Thailand-based Krungthai Bank (KTB) recorded loan growth of 8% YTD-11M, the highest in the sector.
According to a research note from Nomura, it expects the bank will likely end 2014 with loan growth exceeding Nomura's estimate of 8%.
The bank reported 3% m-m loan growth in November 2014 alone, driven by government lending. Although KTB has not provided official 2015 financial targets, but as per management’s press interview, the bank expects at least 6% y-y loan growth in 2015 (based on its 3.5-4.5% GDP growth forecast), with a focus on the retail and SME sectors.
Here's more from Nomura:
We still maintain our loan growth estimate of 9% y-y for 2015F. We think the growth pattern could be similar to 2014, where 1H14 loan growth came mainly from SMEs, retail and project finance, while 4Q14 was boosted by government lending.
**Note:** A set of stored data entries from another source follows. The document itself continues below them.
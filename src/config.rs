//! Runtime configuration, read from the environment.

use std::env;
use std::fmt::Display;
use std::str::FromStr;

use thiserror::Error;
use tracing::{info, warn};

const DEFAULT_HTTP_ADDR: &str = "0.0.0.0:3000";
const DEFAULT_POLL_TIMEOUT_MS: &str = "250";

#[derive(Debug, Error, PartialEq, Eq)]
pub enum ConfigError {
    #[error("invalid {key} value {value:?}: {reason}")]
    Invalid {
        key: &'static str,
        value: String,
        reason: String,
    },
}

#[derive(Debug, Clone, PartialEq, Eq)]
pub struct CmsConfig {
    /// Bind address of the admin HTTP transport (`CMS_HTTP_ADDR`).
    pub http_addr: String,
    /// Default timeout for `ReorderSession::wait` (`CMS_POLL_TIMEOUT_MS`).
    pub poll_timeout_ms: u64,
}

impl Default for CmsConfig {
    fn default() -> Self {
        Self {
            http_addr: DEFAULT_HTTP_ADDR.to_string(),
            poll_timeout_ms: 250,
        }
    }
}

impl CmsConfig {
    pub fn load() -> Result<Self, ConfigError> {
        Self::from_lookup(|key| env::var(key).ok())
    }

    /// Build from an arbitrary key lookup (the environment, a map in tests).
    pub fn from_lookup<F>(lookup: F) -> Result<Self, ConfigError>
    where
        F: Fn(&str) -> Option<String>,
    {
        Ok(Self {
            http_addr: try_load(&lookup, "CMS_HTTP_ADDR", DEFAULT_HTTP_ADDR)?,
            poll_timeout_ms: try_load(&lookup, "CMS_POLL_TIMEOUT_MS", DEFAULT_POLL_TIMEOUT_MS)?,
        })
    }
}

fn try_load<T, F>(lookup: &F, key: &'static str, default: &str) -> Result<T, ConfigError>
where
    T: FromStr,
    T::Err: Display,
    F: Fn(&str) -> Option<String>,
{
    let raw = lookup(key).unwrap_or_else(|| {
        info!("{key} not set, using default: {default}");
        default.to_string()
    });

    raw.parse().map_err(|e: T::Err| {
        warn!("Invalid {key} value: {e}");
        ConfigError::Invalid {
            key,
            value: raw.clone(),
            reason: e.to_string(),
        }
    })
}
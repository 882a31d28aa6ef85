//! Documents - typed records stored in named collections.
//!
//! A `DocumentStore` is the document database the dashboard edits: CRUD on
//! typed documents, atomic multi-document batches, and live snapshot
//! listeners per collection.
//!
//! ## Example
//!
//! ```ignore
//! use filter_cms::{Document, DocumentsExt, InMemoryDocumentStore};
//!
//! #[derive(Serialize, Deserialize, Clone, Document)]
//! #[document(collection = "onboarding_sliders")]
//! struct OnboardingSlide {
//!     #[document(id)]
//!     pub id: String,
//!     #[document(order)]
//!     pub order: u32,
//! }
//!
//! let store = InMemoryDocumentStore::new();
//! store.documents::<OnboardingSlide>().save(&slide)?;
//! let loaded = store.documents::<OnboardingSlide>().get("slide-1")?;
//! ```

mod in_memory;
mod repository;
mod store;

use std::fmt;

use serde::{de::DeserializeOwned, Serialize};
use thiserror::Error;

/// Trait for types stored as documents.
pub trait Document: Serialize + DeserializeOwned + Clone + Send + Sync {
    /// Collection this document type lives in (e.g. "categories", "onboarding_sliders").
    const COLLECTION: &'static str;

    /// Stable, externally assigned identifier.
    fn id(&self) -> &str;
}

/// A document together with its per-document version.
#[derive(Debug, Clone, PartialEq)]
pub struct Versioned<T> {
    pub data: T,
    pub version: u64,
}

/// Address of a document: collection plus id.
#[derive(Debug, Clone, PartialEq, Eq, Hash, PartialOrd, Ord)]
pub struct DocumentKey {
    pub collection: String,
    pub id: String,
}

impl DocumentKey {
    pub fn new(collection: impl Into<String>, id: impl Into<String>) -> Self {
        Self {
            collection: collection.into(),
            id: id.into(),
        }
    }

    pub fn of<M: Document>(id: impl Into<String>) -> Self {
        Self::new(M::COLLECTION, id)
    }
}

impl fmt::Display for DocumentKey {
    fn fmt(&self, f: &mut fmt::Formatter<'_>) -> fmt::Result {
        write!(f, "{}:{}", self.collection, self.id)
    }
}

/// Error type for document store operations.
#[derive(Debug, Clone, PartialEq, Eq, Error)]
pub enum DocumentError {
    /// Optimistic concurrency conflict.
    #[error("concurrency conflict on {collection}:{id} (expected version {expected}, actual {actual})")]
    ConcurrencyConflict {
        collection: String,
        id: String,
        expected: u64,
        actual: u64,
    },
    /// Serialization/deserialization error.
    #[error("document serialization error: {0}")]
    Serde(String),
    /// Storage-level error.
    #[error("document storage error: {0}")]
    Storage(String),
    /// Document not found.
    #[error("document not found: {collection}:{id}")]
    NotFound { collection: String, id: String },
    /// The store refused a batch as a whole.
    #[error("batch rejected: {0}")]
    Rejected(String),
}

impl From<serde_json::Error> for DocumentError {
    fn from(err: serde_json::Error) -> Self {
        DocumentError::Serde(err.to_string())
    }
}

pub use in_memory::InMemoryDocumentStore;
pub use repository::{DocumentRepository, DocumentsExt};
pub use store::DocumentStore;
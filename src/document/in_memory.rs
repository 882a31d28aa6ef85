//! InMemoryDocumentStore - BTreeMap-backed document store for tests, demos
//! and single-process dashboards.

use std::collections::{BTreeMap, BTreeSet};
use std::sync::{Arc, RwLock, RwLockReadGuard, RwLockWriteGuard};

use serde_json::Value;

use crate::batch::{WriteBatch, WriteOp};
use crate::listener::{ListenerRegistry, RawSnapshot, Subscription};

use super::{Document, DocumentError, DocumentKey, DocumentStore, Versioned};

/// Internal stored representation of a document.
#[derive(Clone)]
struct StoredDocument {
    bytes: Vec<u8>,
    version: u64,
}

#[derive(Default)]
struct State {
    documents: BTreeMap<DocumentKey, StoredDocument>,
    /// Bumped once per successful mutation (single write or whole batch).
    sequence: u64,
}

impl State {
    fn collection(&self, collection: &str) -> impl Iterator<Item = (&DocumentKey, &StoredDocument)> {
        let start = DocumentKey::new(collection, "");
        let wanted = collection.to_string();
        self.documents
            .range(start..)
            .take_while(move |(key, _)| key.collection == wanted)
    }

    fn snapshot(&self, collection: &str) -> RawSnapshot {
        RawSnapshot {
            sequence: self.sequence,
            documents: self
                .collection(collection)
                .map(|(_, stored)| stored.bytes.clone())
                .collect(),
        }
    }
}

/// In-memory document store.
///
/// Documents are kept JSON-encoded and sorted by `(collection, id)`.
/// Clone-friendly via Arc: clones share storage and listeners.
#[derive(Clone, Default)]
pub struct InMemoryDocumentStore {
    state: Arc<RwLock<State>>,
    listeners: ListenerRegistry,
}

impl InMemoryDocumentStore {
    /// Create a new empty document store.
    pub fn new() -> Self {
        Self::default()
    }

    /// Sequence of the last successful commit (0 for an untouched store).
    pub fn sequence(&self) -> Result<u64, DocumentError> {
        Ok(self.read()?.sequence)
    }

    /// Number of live listeners on `M`'s collection.
    pub fn listener_count<M: Document>(&self) -> usize {
        self.listeners.listener_count(M::COLLECTION)
    }

    fn read(&self) -> Result<RwLockReadGuard<'_, State>, DocumentError> {
        self.state
            .read()
            .map_err(|_| DocumentError::Storage("lock poisoned".into()))
    }

    fn write(&self) -> Result<RwLockWriteGuard<'_, State>, DocumentError> {
        self.state
            .write()
            .map_err(|_| DocumentError::Storage("lock poisoned".into()))
    }

    /// Bump the sequence and fan a fresh snapshot out to each touched collection.
    ///
    /// Runs under the state write lock so listeners observe commits in order.
    fn publish<'a>(
        &self,
        state: &mut State,
        touched: impl IntoIterator<Item = &'a str>,
    ) -> Result<u64, DocumentError> {
        state.sequence += 1;
        for collection in touched {
            if self.listeners.has_listeners(collection) {
                let reached = self.listeners.notify(collection, state.snapshot(collection))?;
                tracing::trace!(collection, reached, sequence = state.sequence, "snapshot delivered");
            }
        }
        Ok(state.sequence)
    }

    fn store_one<M: Document>(
        &self,
        doc: &M,
        expected: Option<u64>,
    ) -> Result<Versioned<M>, DocumentError> {
        let key = DocumentKey::of::<M>(doc.id());
        let bytes = serde_json::to_vec(doc)?;

        let mut state = self.write()?;
        let current = state.documents.get(&key).map(|stored| stored.version);

        match (expected, current) {
            (Some(0), Some(actual)) => {
                return Err(DocumentError::ConcurrencyConflict {
                    collection: M::COLLECTION.to_string(),
                    id: doc.id().to_string(),
                    expected: 0,
                    actual,
                })
            }
            (Some(expected), None) if expected > 0 => {
                return Err(DocumentError::NotFound {
                    collection: M::COLLECTION.to_string(),
                    id: doc.id().to_string(),
                })
            }
            (Some(expected), Some(actual)) if expected != actual => {
                return Err(DocumentError::ConcurrencyConflict {
                    collection: M::COLLECTION.to_string(),
                    id: doc.id().to_string(),
                    expected,
                    actual,
                })
            }
            _ => {}
        }

        let version = current.map_or(1, |version| version + 1);
        state
            .documents
            .insert(key, StoredDocument { bytes, version });
        self.publish(&mut state, [M::COLLECTION])?;

        Ok(Versioned {
            data: doc.clone(),
            version,
        })
    }
}

impl DocumentStore for InMemoryDocumentStore {
    fn get_document<M: Document>(&self, id: &str) -> Result<Option<Versioned<M>>, DocumentError> {
        let key = DocumentKey::of::<M>(id);
        let state = self.read()?;

        match state.documents.get(&key) {
            Some(stored) => {
                let data: M = serde_json::from_slice(&stored.bytes)?;
                Ok(Some(Versioned {
                    data,
                    version: stored.version,
                }))
            }
            None => Ok(None),
        }
    }

    fn save_document<M: Document>(&self, doc: &M) -> Result<Versioned<M>, DocumentError> {
        self.store_one(doc, None)
    }

    fn insert_document<M: Document>(&self, doc: &M) -> Result<Versioned<M>, DocumentError> {
        self.store_one(doc, Some(0))
    }

    fn update_document<M: Document>(
        &self,
        doc: &M,
        expected_version: u64,
    ) -> Result<Versioned<M>, DocumentError> {
        if expected_version == 0 {
            return Err(DocumentError::NotFound {
                collection: M::COLLECTION.to_string(),
                id: doc.id().to_string(),
            });
        }
        self.store_one(doc, Some(expected_version))
    }

    fn delete_document<M: Document>(&self, id: &str) -> Result<bool, DocumentError> {
        let key = DocumentKey::of::<M>(id);
        let mut state = self.write()?;

        if state.documents.remove(&key).is_none() {
            return Ok(false);
        }
        self.publish(&mut state, [M::COLLECTION])?;
        Ok(true)
    }

    fn find_documents<M: Document>(
        &self,
        predicate: &dyn Fn(&M) -> bool,
    ) -> Result<Vec<Versioned<M>>, DocumentError> {
        let state = self.read()?;
        let mut results = Vec::new();

        for (_, stored) in state.collection(M::COLLECTION) {
            let data: M = serde_json::from_slice(&stored.bytes)?;
            if predicate(&data) {
                results.push(Versioned {
                    data,
                    version: stored.version,
                });
            }
        }

        Ok(results)
    }

    fn commit_batch(&self, batch: WriteBatch) -> Result<u64, DocumentError> {
        let writes = batch.into_writes()?;
        let mut state = self.write()?;

        if writes.is_empty() {
            return Ok(state.sequence);
        }

        // Stage every write against the current state; nothing is applied
        // until all of them validate.
        let mut staged: BTreeMap<DocumentKey, Option<StoredDocument>> = BTreeMap::new();
        for write in writes {
            let previous = match staged.get(&write.key) {
                Some(entry) => entry.clone(),
                None => state.documents.get(&write.key).cloned(),
            };
            let next_version = previous.as_ref().map_or(1, |stored| stored.version + 1);

            let next = match write.op {
                WriteOp::Set(bytes) => Some(StoredDocument {
                    bytes,
                    version: next_version,
                }),
                WriteOp::Patch(fields) => {
                    let previous = previous.ok_or_else(|| DocumentError::NotFound {
                        collection: write.key.collection.clone(),
                        id: write.key.id.clone(),
                    })?;
                    let mut value: Value = serde_json::from_slice(&previous.bytes)?;
                    let object = value.as_object_mut().ok_or_else(|| {
                        DocumentError::Serde(format!("{} is not a JSON object", write.key))
                    })?;
                    object.extend(fields);
                    Some(StoredDocument {
                        bytes: serde_json::to_vec(&value)?,
                        version: next_version,
                    })
                }
                WriteOp::Delete => None,
            };

            staged.insert(write.key, next);
        }

        let touched: BTreeSet<String> = staged.keys().map(|key| key.collection.clone()).collect();
        for (key, next) in staged {
            match next {
                Some(stored) => {
                    state.documents.insert(key, stored);
                }
                None => {
                    state.documents.remove(&key);
                }
            }
        }

        let sequence = self.publish(&mut state, touched.iter().map(String::as_str))?;
        tracing::debug!(sequence, collections = touched.len(), "batch committed");
        Ok(sequence)
    }

    fn subscribe<M: Document>(&self) -> Result<Subscription<M>, DocumentError> {
        // Hold the read lock while registering so no commit can slip between
        // the initial snapshot and the first notification.
        let state = self.read()?;
        let receiver = self
            .listeners
            .register(M::COLLECTION, state.snapshot(M::COLLECTION))?;
        Ok(Subscription::new(receiver))
    }
}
The bank expects loan drawdown from infrastructure-related project finance may continue into 2015. The overhaul
of the credit approval process is also another catalyst that could help to speed-up loan underwriting for the bank.
We expect Krungthai Bank (KTB) to meet our full-year earnings estimate of THB33.8bn (15.7% ROE), with net profit of THB8.7bn in 4Q14F.
We think this is likely achievable as KTB does not expect large extra loan loss provisions in 4Q14F. KTB has started to see an improving trend in asset quality since October 2014.
So possibly any NPL increase from hereon should be smaller. We expect NPL ratio to fall in 4Q14F. As a recap, KTB reported a THB5bn increase in NPLs q-q in 3Q14 (NPL ratio rose to 3.1% from 2.9% as at end-2Q14), mostly from residential mortgages and loans to small SMEs. We think these sectors, however, remain vulnerable going into 2015 given the still weak economic growth momentum.
Thus, we expect KTB to still add extra provisions moderately on top of normalised provisions (THB700m/month), similar to 2014.